◆ Task to complete: A line below contains "return Ok(DomainReduction::NoFixedGrid);", and a later one contains "it is closed.". Repeat both, with every line between them, exactly.

(Stored data)
┌──

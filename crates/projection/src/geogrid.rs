//! Per-sample latitude/longitude grids for fixed-grid sectors.

use rayon::prelude::*;

use crate::geostationary::Geostationary;

/// Row-major geographic coordinates aligned 1:1 with a `(y, x)` data array.
///
/// Row `r` corresponds to `y[r]` and column `c` to `x[c]`. Samples whose
/// line of sight misses the Earth hold NaN in both arrays.
#[derive(Debug, Clone, PartialEq)]
pub struct GeoGrid {
    rows: usize,
    cols: usize,
    lat: Vec<f64>,
    lon: Vec<f64>,
}

impl GeoGrid {
    /// Project every `(x[c], y[r])` pair. Rows are computed in parallel.
    pub fn from_scan_angles(proj: &Geostationary, x: &[f64], y: &[f64]) -> Self {
        let rows = y.len();
        let cols = x.len();

        let projected: Vec<(Vec<f64>, Vec<f64>)> = y
            .par_iter()
            .map(|&y_rad| x.iter().map(|&x_rad| proj.project(x_rad, y_rad)).unzip())
            .collect();

        let mut lat = Vec::with_capacity(rows * cols);
        let mut lon = Vec::with_capacity(rows * cols);
        for (row_lon, row_lat) in projected {
            lon.extend(row_lon);
            lat.extend(row_lat);
        }

        Self { rows, cols, lat, lon }
    }

    pub fn rows(&self) -> usize {
        self.rows
    }

    pub fn cols(&self) -> usize {
        self.cols
    }

    /// `(rows, cols)`
    pub fn shape(&self) -> (usize, usize) {
        (self.rows, self.cols)
    }

    /// Latitudes in degrees, row-major.
    pub fn lat(&self) -> &[f64] {
        &self.lat
    }

    /// Longitudes in degrees, row-major.
    pub fn lon(&self) -> &[f64] {
        &self.lon
    }

    /// `(lon, lat)` at one sample.
    pub fn get(&self, row: usize, col: usize) -> Option<(f64, f64)> {
        if row >= self.rows || col >= self.cols {
            return None;
        }
        let idx = row * self.cols + col;
        Some((self.lon[idx], self.lat[idx]))
    }

    /// Number of samples that landed on the Earth.
    pub fn on_disk_count(&self) -> usize {
        self.lat.iter().filter(|v| !v.is_nan()).count()
    }
}
//! Domain reduction: crop a fixed-grid file to a bounding box.

use std::path::Path;

use goes_common::BoundingBox;
use grid_processor::select;
use netcdf_parser::{has_fixed_grid, write_subset, FixedGridFile, SubsetSpec, COL_DIM, DEFAULT_PRIMARY, ROW_DIM};
use projection::GeoGrid;
use tracing::{info, warn};

use crate::error::Result;
use crate::rewrite::replace_via_temp;

/// What happened to a file.
#[derive(Debug, Clone, Copy, PartialEq, Eq)]
pub enum DomainReduction {
    Reduced {
        rows: usize,
        cols: usize,
        masked: usize,
    },
    /// The file has no `CMI` on a `(y, x)` grid (e.g. GLM); left untouched.
    NoFixedGrid,
}

/// Crop `path` to the rows/columns touching `bbox` and mask `CMI` outside it.
///
/// The file is rewritten through `path.temp`. A box that misses the sector
/// leaves a file with zero-length `y`/`x`.
pub fn reduce_domain(path: &Path, bbox: &BoundingBox) -> Result<DomainReduction> {
    if !has_fixed_grid(path, DEFAULT_PRIMARY)? {
        info!(path = %path.display(), "No fixed grid, skipping domain reduction");
        return Ok(DomainReduction::NoFixedGrid);
    }

    let file = FixedGridFile::open(path)?;
    let grid = GeoGrid::from_scan_angles(&file.geostationary(), &file.x, &file.y);
    let (selection, mask) = select(&grid, bbox);

    if selection.is_empty() {
        warn!(path = %path.display(), bbox = %bbox, "Domain does not intersect the file");
    }
    info!(
        path = %path.display(),
        bbox = %bbox,
        rows = selection.rows.len(),
        cols = selection.cols.len(),
        "Altering domain"
    );

    let spec = SubsetSpec {
        row_dim: ROW_DIM,
        col_dim: COL_DIM,
        selection: &selection,
        masked_variable: &file.primary,
        mask: &mask,
    };
    let summary = replace_via_temp(path, |temp| Ok(write_subset(path, temp, &spec)?))?;

    Ok(DomainReduction::Reduced {
        rows: summary.shape.0,
        cols: summary.shape.1,
        masked: summary.masked_samples,
    })
}
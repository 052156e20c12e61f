//! Rewriting fixed-grid files.
//!
//! Both operations write a complete file at a destination path; callers
//! rename it over the original once it is closed.

use std::path::Path;

use grid_processor::{apply_mask_axes, slice_axes, DomainMask, Selection};
use netcdf::{FileMut, NcTypeDescriptor, Variable};
use tracing::{debug, warn};

use crate::error::{NetCdfError, NetCdfResult};
use crate::native::{dimension_names, dispatch_numeric, get_f64_attr, silence_hdf5_errors};

/// What to cut out of a file and which variable to mask.
#[derive(Debug, Clone, Copy)]
pub struct SubsetSpec<'a> {
    pub row_dim: &'a str,
    pub col_dim: &'a str,
    pub selection: &'a Selection,
    /// Variable whose outside samples are replaced by fill
    pub masked_variable: &'a str,
    /// Computed on the `(row_dim, col_dim)` grid
    pub mask: &'a DomainMask,
}

/// Outcome of a subset rewrite.
#[derive(Debug, Clone, Default, PartialEq, Eq)]
pub struct SubsetSummary {
    pub variables_written: usize,
    /// Variables of a type this writer cannot copy
    pub skipped: Vec<String>,
    pub masked_samples: usize,
    /// `(rows, cols)` after cropping
    pub shape: (usize, usize),
}

/// Value written over masked samples.
trait MaskFill: Copy {
    fn mask_fill(var: &Variable) -> Self;
}

macro_rules! impl_int_mask_fill {
    ($($t:ty => $default:expr),* $(,)?) => {
        $(impl MaskFill for $t {
            // Declared _FillValue, else the netCDF default fill for the type
            fn mask_fill(var: &Variable) -> Self {
                get_f64_attr(var, "_FillValue").map(|v| v as $t).unwrap_or($default)
            }
        })*
    };
}

impl_int_mask_fill! {
    u8 => 255,
    i8 => -127,
    u16 => 65535,
    i16 => -32767,
    u32 => 4294967295,
    i32 => -2147483647,
    u64 => 18446744073709551614,
    i64 => -9223372036854775806,
}

impl MaskFill for f32 {
    fn mask_fill(_: &Variable) -> Self {
        f32::NAN
    }
}

impl MaskFill for f64 {
    fn mask_fill(_: &Variable) -> Self {
        f64::NAN
    }
}

/// Write a cropped copy of `src` to `dst`.
///
/// Dimensions, global attributes, variable attributes and data are copied.
/// Every variable carrying `row_dim` or `col_dim` is sliced to the selection;
/// `masked_variable` is masked before slicing. An empty selection produces
/// zero-length grid dimensions.
pub fn write_subset(src: &Path, dst: &Path, spec: &SubsetSpec<'_>) -> NetCdfResult<SubsetSummary> {
    silence_hdf5_errors();

    let input = netcdf::open(src)?;
    let mut output = netcdf::create(dst)?;

    for attr in input.attributes() {
        let name = attr.name().to_string();
        output.add_attribute(&name, attr.value()?)?;
    }

    let mut row_len = None;
    let mut col_len = None;
    for dim in input.dimensions() {
        let name = dim.name().to_string();
        let len = if name == spec.row_dim {
            *row_len.insert(spec.selection.rows.len())
        } else if name == spec.col_dim {
            *col_len.insert(spec.selection.cols.len())
        } else {
            dim.len()
        };
        // A zero length makes the dimension unlimited
        output.add_dimension(&name, len)?;
    }
    if row_len.is_none() || col_len.is_none() {
        return Err(NetCdfError::MissingData(format!(
            "dimensions '{}' and '{}'",
            spec.row_dim, spec.col_dim
        )));
    }

    let mut summary = SubsetSummary {
        shape: spec.selection.shape(),
        ..Default::default()
    };

    for var in input.variables() {
        let name = var.name().to_string();
        let copied = dispatch_numeric!(var.vartype(), T => {
            copy_variable::<T>(&var, &mut output, spec).map(Some)
        }, _other => Ok(None))?;

        match copied {
            Some(masked) => {
                summary.variables_written += 1;
                summary.masked_samples += masked;
            }
            None => {
                warn!(variable = %name, "Skipping variable with unsupported type");
                summary.skipped.push(name);
            }
        }
    }

    debug!(
        src = %src.display(),
        dst = %dst.display(),
        variables = summary.variables_written,
        masked = summary.masked_samples,
        "Wrote subset"
    );

    Ok(summary)
}

/// Copy one variable, returning how many samples were masked.
fn copy_variable<T>(var: &Variable, output: &mut FileMut, spec: &SubsetSpec<'_>) -> NetCdfResult<usize>
where
    T: NcTypeDescriptor + MaskFill,
{
    let name = var.name().to_string();
    let dims = dimension_names(var);
    let dim_refs: Vec<&str> = dims.iter().map(String::as_str).collect();
    let shape: Vec<usize> = var.dimensions().iter().map(|d| d.len()).collect();

    let mut out_var = output.add_variable::<T>(&name, &dim_refs)?;
    for attr in var.attributes() {
        let attr_name = attr.name().to_string();
        out_var.put_attribute(&attr_name, attr.value()?)?;
    }

    let mut data: Vec<T> = var.get_values::<T, _>(..)?;

    let row_axis = dims.iter().position(|d| d == spec.row_dim);
    let col_axis = dims.iter().position(|d| d == spec.col_dim);

    let mut masked = 0;
    if name == spec.masked_variable {
        let (row_axis, col_axis) = row_axis.zip(col_axis).ok_or_else(|| {
            NetCdfError::InvalidFormat(format!("{} does not span both grid dimensions", name))
        })?;
        masked = apply_mask_axes(&mut data, &shape, row_axis, col_axis, spec.mask, T::mask_fill(var))?;
    }

    let keep: Vec<Option<&[usize]>> = dims
        .iter()
        .map(|d| {
            if d == spec.row_dim {
                Some(spec.selection.rows.as_slice())
            } else if d == spec.col_dim {
                Some(spec.selection.cols.as_slice())
            } else {
                None
            }
        })
        .collect();
    let (sliced, _) = slice_axes(&data, &shape, &keep)?;

    if !sliced.is_empty() {
        out_var.put_values(&sliced, ..)?;
    }
    Ok(masked)
}

/// Overwrite the `band_wavelength` value of an existing file in place.
///
/// Operate on a scratch copy; the file is modified directly.
pub fn write_band_wavelength(path: &Path, wavelength: f32) -> NetCdfResult<()> {
    silence_hdf5_errors();

    let mut file = netcdf::append(path)?;
    let mut var = file
        .variable_mut("band_wavelength")
        .ok_or_else(|| NetCdfError::MissingData("band_wavelength variable".to_string()))?;

    let len = var.len().max(1);
    dispatch_numeric!(var.vartype(), T => {
        let values = vec![wavelength as T; len];
        var.put_values(&values, ..)?;
        Ok(())
    }, other => Err(NetCdfError::InvalidFormat(format!(
        "band_wavelength has unsupported type {:?}",
        other
    ))))
}
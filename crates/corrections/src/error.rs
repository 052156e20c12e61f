//! Error types for the corrections crate.

use goes_common::GoesError;
use netcdf_parser::NetCdfError;
use thiserror::Error;

/// Errors that can occur while correcting a file.
#[derive(Error, Debug)]
pub enum CorrectionError {
    #[error("File operation failed: {0}")]
    Io(#[from] std::io::Error),

    #[error("NetCDF error: {0}")]
    NetCdf(#[from] NetCdfError),

    #[error("Failed to scan directory: {0}")]
    DirectoryScan(String),

    #[error("Not a file or directory: {0}")]
    InvalidTarget(String),
}

/// Result type for correction operations.
pub type Result<T> = std::result::Result<T, CorrectionError>;

impl From<CorrectionError> for GoesError {
    fn from(err: CorrectionError) -> Self {
        match err {
            CorrectionError::NetCdf(e) => e.into(),
            other => GoesError::Internal(other.to_string()),
        }
    }
}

└──

◆ Task result:
        return Ok(DomainReduction::NoFixedGrid);
    }

    let file = FixedGridFile::open(path)?;
    let grid = GeoGrid::from_scan_angles(&file.geostationary(), &file.x, &file.y);
    let (selection, mask) = select(&grid, bbox);

    if selection.is_empty() {
        warn!(path = %path.display(), bbox = %bbox, "Domain does not intersect the file");
    }
    info!(
        path = %path.display(),
        bbox = %bbox,
        rows = selection.rows.len(),
        cols = selection.cols.len(),
        "Altering domain"
    );

    let spec = SubsetSpec {
        row_dim: ROW_DIM,
        col_dim: COL_DIM,
        selection: &selection,
        masked_variable: &file.primary,
        mask: &mask,
    };
    let summary = replace_via_temp(path, |temp| Ok(write_subset(path, temp, &spec)?))?;

    Ok(DomainReduction::Reduced {
        rows: summary.shape.0,
        cols: summary.shape.1,
        masked: summary.masked_samples,
    })
}
repository 052156e20c12e61f
//! Rewriting fixed-grid files.
//!
//! Both operations write a complete file at a destination path; callers
//! rename it over the original once it is closed.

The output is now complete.